参看地址：[LeetCode] Text Justification 文本左右对齐

C++版：

class Solution {
public:
    vector<string> fullJustify(vector<string> &words, int maxWidth) {
        vector<string> res;
        for (int i = 0; i < words.size();)
        {
            int j = i, len = 0;
            while (j < words.size() && len + words[j].size() + j - i <= maxWidth) 
            {
                len += words[j++].size();
            }
            string out;
            int space = maxWidth - len;
            for (int k = i; k < j; ++k) 
            {
                out += words[k];
                if (space > 0) 
                {
                    int tmp;
                    if (j == words.size())
                    { 
                        if (j - k == 1)    
                            tmp = space;
                        else 
                            tmp = 1;
                    } 
                    else
                    {
                        if (j - k - 1 > 0)
                        {
                            if (space % (j - k - 1) == 0) 

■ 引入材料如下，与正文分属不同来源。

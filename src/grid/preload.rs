//! Preload scheduling with process-wide de-duplication.
//!
//! A scheduler asks a [`HintSink`] (the host's "document head") to fetch the
//! first few poster images early. Every hint is recorded in a shared
//! [`PreloadRegistry`] together with the scheduler instances holding it, so
//! the same URL is never hinted twice while someone still holds it, and a
//! scheduler tearing down only ever removes hints nobody else holds.

use std::collections::{HashMap, HashSet};
use std::sync::atomic::{AtomicU64, Ordering};
use std::sync::{Arc, Mutex, MutexGuard, OnceLock};

use thiserror::Error;

/// Identity of one scheduler instance
#[derive(Debug, Clone, Copy, PartialEq, Eq, Hash)]
pub struct InstanceId(u64);

impl InstanceId {
    /// Allocate a fresh, process-unique id
    pub fn next() -> Self {
        static NEXT: AtomicU64 = AtomicU64::new(1);
        Self(NEXT.fetch_add(1, Ordering::Relaxed))
    }
}

#[derive(Debug, Clone, Copy, PartialEq, Eq)]
pub enum HintPriority {
    High,
    Low,
}

#[derive(Debug, Error, PartialEq, Eq)]
pub enum HintError {
    #[error("preload hint for {0} is no longer present")]
    AlreadyRemoved(String),
}

/// Where preload hints are issued.
///
/// Shared by every scheduler in the process; implementations use interior
/// mutability.
pub trait HintSink {
    /// Whether a hint for `url` is currently present
    fn contains(&self, url: &str) -> bool;
    /// Issue a hint. Fetching starts asynchronously and cannot be cancelled.
    fn append(&self, url: &str, priority: HintPriority);
    /// Remove a previously issued hint
    fn remove(&self, url: &str) -> Result<(), HintError>;
}

#[derive(Debug)]
struct HintEntry {
    /// Instance that issued the hint
    issuer: InstanceId,
    /// Instances currently relying on the hint, issuer included
    holders: HashSet<InstanceId>,
}

/// Outcome of registering interest in a URL
#[derive(Debug, Clone, Copy, PartialEq, Eq)]
enum Acquire {
    /// Not registered before; caller must issue the hint
    Issue,
    /// Registered by another instance; caller now shares it
    Joined,
    /// Caller already holds it
    Held,
}

/// Process-wide record of issued preload hints
#[derive(Debug, Default)]
pub struct PreloadRegistry {
    entries: HashMap<String, HintEntry>,
}

pub type SharedRegistry = Arc<Mutex<PreloadRegistry>>;

impl PreloadRegistry {
    pub fn new() -> Self {
        Self::default()
    }

    /// A fresh registry for use outside the process-wide one
    pub fn shared() -> SharedRegistry {
        Arc::new(Mutex::new(Self::new()))
    }

    /// The registry shared by every scheduler in the process
    pub fn global() -> SharedRegistry {
        static GLOBAL: OnceLock<SharedRegistry> = OnceLock::new();
        GLOBAL.get_or_init(PreloadRegistry::shared).clone()
    }

    pub fn contains(&self, url: &str) -> bool {
        self.entries.contains_key(url)
    }

    pub fn len(&self) -> usize {
        self.entries.len()
    }

    pub fn is_empty(&self) -> bool {
        self.entries.is_empty()
    }

    /// Number of instances holding the hint for `url`
    pub fn holders(&self, url: &str) -> usize {
        self.entries.get(url).map_or(0, |entry| entry.holders.len())
    }

    /// Instance that issued the hint for `url`
    pub fn issuer(&self, url: &str) -> Option<InstanceId> {
        self.entries.get(url).map(|entry| entry.issuer)
    }

    fn acquire(&mut self, url: &str, id: InstanceId) -> Acquire {
        match self.entries.get_mut(url) {
            Some(entry) if entry.holders.contains(&id) => Acquire::Held,
            Some(entry) => {
                entry.holders.insert(id);
                Acquire::Joined
            }
            None => {
                self.entries.insert(
                    url.to_string(),
                    HintEntry {
                        issuer: id,
                        holders: HashSet::from([id]),
                    },
                );
                Acquire::Issue
            }
        }
    }

    /// Drop `id`'s hold on `url`. Returns true when nobody holds it any more
    /// and the entry was removed.
    fn release(&mut self, url: &str, id: InstanceId) -> bool {
        let Some(entry) = self.entries.get_mut(url) else {
            return false;
        };
        if !entry.holders.remove(&id) {
            return false;
        }
        if entry.holders.is_empty() {
            self.entries.remove(url);
            true
        } else {
            false
        }
    }
}

fn lock(registry: &Mutex<PreloadRegistry>) -> MutexGuard<'_, PreloadRegistry> {
    registry.lock().unwrap_or_else(|poisoned| poisoned.into_inner())
}

/// The URLs `schedule` would consider: the first `count` non-empty entries,
/// duplicates collapsed
pub fn pending_urls<I, S>(urls: I, count: usize) -> Vec<String>
where
    I: IntoIterator<Item = S>,
    S: AsRef<str>,
{
    let mut seen = HashSet::new();
    urls.into_iter()
        .filter(|url| !url.as_ref().is_empty())
        .take(count)
        .filter_map(|url| {
            let url = url.as_ref();
            seen.insert(url.to_string()).then(|| url.to_string())
        })
        .collect()
}

/// Issues high-priority hints for the leading items of one grid instance
pub struct PreloadScheduler {
    id: InstanceId,
    registry: SharedRegistry,
    sink: Arc<dyn HintSink + Send + Sync>,
    held: Vec<String>,
}

impl std::fmt::Debug for PreloadScheduler {
    fn fmt(&self, f: &mut std::fmt::Formatter<'_>) -> std::fmt::Result {
        f.debug_struct("PreloadScheduler")
            .field("id", &self.id)
            .field("held", &self.held)
            .finish()
    }
}

impl PreloadScheduler {
    /// Scheduler backed by the process-wide registry
    pub fn new(sink: Arc<dyn HintSink + Send + Sync>) -> Self {
        Self::with_registry(sink, PreloadRegistry::global())
    }

    pub fn with_registry(sink: Arc<dyn HintSink + Send + Sync>, registry: SharedRegistry) -> Self {
        Self {
            id: InstanceId::next(),
            registry,
            sink,
            held: Vec::new(),
        }
    }

    pub fn id(&self) -> InstanceId {
        self.id
    }

    /// URLs this instance currently holds
    pub fn held(&self) -> &[String] {
        &self.held
    }

    /// Ensure the first `count` non-empty URLs have a high-priority hint.
    ///
    /// Returns the number of hints newly issued by this call. Calling again
    /// with an overlapping set issues nothing for URLs already registered.
    pub fn schedule<I, S>(&mut self, urls: I, count: usize) -> usize
    where
        I: IntoIterator<Item = S>,
        S: AsRef<str>,
    {
        let candidates = pending_urls(urls, count);
        if candidates.is_empty() {
            return 0;
        }

        let mut registry = lock(&self.registry);
        let mut issued = 0;

        for url in candidates {
            if !registry.contains(&url) && self.sink.contains(&url) {
                // Hinted by someone outside the registry; not ours to manage
                log::debug!("Skipping preload for {}: hint already present", url);
                continue;
            }

            match registry.acquire(&url, self.id) {
                Acquire::Issue => {
                    self.sink.append(&url, HintPriority::High);
                    log::debug!("Preload hint issued for {} by {:?}", url, self.id);
                    self.held.push(url);
                    issued += 1;
                }
                Acquire::Joined => {
                    log::debug!("{:?} joined existing preload hint for {}", self.id, url);
                    self.held.push(url);
                }
                Acquire::Held => {}
            }
        }

        issued
    }

    /// Give up every hint this instance holds.
    ///
    /// Hints still held by other instances stay in place. A hint that has
    /// already disappeared from the sink is ignored.
    pub fn release(&mut self) {
        if self.held.is_empty() {
            return;
        }

        let mut registry = lock(&self.registry);
        for url in self.held.drain(..) {
            if !registry.release(&url, self.id) {
                continue;
            }
            match self.sink.remove(&url) {
                Ok(()) => log::debug!("Preload hint removed for {}", url),
                Err(e) => log::debug!("Ignoring hint removal failure: {}", e),
            }
        }
    }
}

impl Drop for PreloadScheduler {
    fn drop(&mut self) {
        self.release();
    }
}

#[cfg(test)]
mod tests {
    use super::*;

    /// Records hints like a document head would
    #[derive(Default)]
    struct FakeHead {
        hints: Mutex<Vec<String>>,
        appended: Mutex<Vec<String>>,
    }

    impl FakeHead {
        fn hints(&self) -> Vec<String> {
            self.hints.lock().unwrap().clone()
        }

        fn appended(&self) -> usize {
            self.appended.lock().unwrap().len()
        }

        fn drop_hint(&self, url: &str) {
            self.hints.lock().unwrap().retain(|h| h != url);
        }
    }

    impl HintSink for FakeHead {
        fn contains(&self, url: &str) -> bool {
            self.hints.lock().unwrap().iter().any(|h| h == url)
        }

        fn append(&self, url: &str, _priority: HintPriority) {
            self.hints.lock().unwrap().push(url.to_string());
            self.appended.lock().unwrap().push(url.to_string());
        }

        fn remove(&self, url: &str) -> Result<(), HintError> {
            let mut hints = self.hints.lock().unwrap();
            match hints.iter().position(|h| h == url) {
                Some(pos) => {
                    hints.remove(pos);
                    Ok(())
                }
                None => Err(HintError::AlreadyRemoved(url.to_string())),
            }
        }
    }

    fn setup() -> (Arc<FakeHead>, SharedRegistry) {
        (Arc::new(FakeHead::default()), PreloadRegistry::shared())
    }

    #[test]
    fn test_pending_urls_skips_empty_and_duplicates() {
        let urls = ["a.jpg", "", "b.jpg", "a.jpg", "c.jpg", "d.jpg"];
        // The repeated a.jpg takes a slot in the band, so d.jpg falls outside it
        assert_eq!(pending_urls(urls, 4), vec!["a.jpg", "b.jpg", "c.jpg"]);
        assert_eq!(pending_urls(urls, 0), Vec::<String>::new());
        assert_eq!(pending_urls(urls, 10), vec!["a.jpg", "b.jpg", "c.jpg", "d.jpg"]);
    }

    #[test]
    fn test_schedule_twice_is_idempotent() {
        let (head, registry) = setup();
        let mut scheduler = PreloadScheduler::with_registry(head.clone(), registry.clone());
        let urls = ["1.jpg", "2.jpg", "2.jpg", "3.jpg", "4.jpg"];

        assert_eq!(scheduler.schedule(urls, 4), 3);
        assert_eq!(scheduler.schedule(urls, 4), 0);

        assert_eq!(head.appended(), 3);
        assert_eq!(head.hints(), vec!["1.jpg", "2.jpg", "3.jpg"]);
        assert_eq!(registry.lock().unwrap().len(), 3);
    }

    #[test]
    fn test_overlapping_schedule_only_hints_new_urls() {
        let (head, registry) = setup();
        let mut scheduler = PreloadScheduler::with_registry(head.clone(), registry);

        scheduler.schedule(["a", "b"], 2);
        assert_eq!(scheduler.schedule(["b", "c", "d"], 3), 2);
        assert_eq!(head.appended(), 4);
    }

    #[test]
    fn test_release_removes_own_hints() {
        let (head, registry) = setup();
        let mut scheduler = PreloadScheduler::with_registry(head.clone(), registry.clone());
        scheduler.schedule(["a", "b", "c"], 3);

        drop(scheduler);
        assert!(head.hints().is_empty());
        assert!(registry.lock().unwrap().is_empty());
    }

    #[test]
    fn test_teardown_never_removes_hint_held_by_other_instance() {
        let (head, registry) = setup();
        let mut a = PreloadScheduler::with_registry(head.clone(), registry.clone());
        let mut b = PreloadScheduler::with_registry(head.clone(), registry.clone());

        a.schedule(["shared", "only-a"], 2);
        b.schedule(["shared", "only-b"], 2);
        assert_eq!(head.appended(), 3);
        assert_eq!(registry.lock().unwrap().issuer("shared"), Some(a.id()));
        assert_eq!(registry.lock().unwrap().holders("shared"), 2);

        drop(a);
        assert!(head.hints().contains(&"shared".to_string()));
        assert!(head.hints().contains(&"only-b".to_string()));
        assert!(!head.hints().contains(&"only-a".to_string()));

        drop(b);
        assert!(head.hints().is_empty());
        assert!(registry.lock().unwrap().is_empty());
    }

    #[test]
    fn test_remount_reinserts_same_url() {
        let (head, registry) = setup();

        let mut first = PreloadScheduler::with_registry(head.clone(), registry.clone());
        first.schedule(["poster.jpg"], 1);
        drop(first);

        let mut second = PreloadScheduler::with_registry(head.clone(), registry.clone());
        assert_eq!(second.schedule(["poster.jpg"], 1), 1);
        assert_eq!(head.appended(), 2);
        assert_eq!(registry.lock().unwrap().issuer("poster.jpg"), Some(second.id()));
    }

    #[test]
    fn test_already_removed_hint_is_tolerated() {
        let (head, registry) = setup();
        let mut scheduler = PreloadScheduler::with_registry(head.clone(), registry.clone());
        scheduler.schedule(["gone.jpg", "kept.jpg"], 2);

        head.drop_hint("gone.jpg");
        scheduler.release();

        assert!(head.hints().is_empty());
        assert!(registry.lock().unwrap().is_empty());
    }

    #[test]
    fn test_foreign_hint_is_not_claimed() {
        let (head, registry) = setup();
        head.append("foreign.jpg", HintPriority::Low);

        let mut scheduler = PreloadScheduler::with_registry(head.clone(), registry.clone());
        assert_eq!(scheduler.schedule(["foreign.jpg"], 1), 0);
        drop(scheduler);

        assert_eq!(head.hints(), vec!["foreign.jpg"]);
    }

    #[test]
    fn test_instance_ids_are_unique() {
        let a = InstanceId::next();
        let b = InstanceId::next();
        assert_ne!(a, b);
    }
}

                                tmp = space / (j - k - 1);
                            else 
                                tmp = space / (j - k - 1) + 1;
                        } 
                        else 
                            tmp = space;
                    }
                    out.append(tmp, ' ');
                    space -= tmp;
                }
            }
            res.push_back(out);
            i = j;
        }
        return res;
    }
};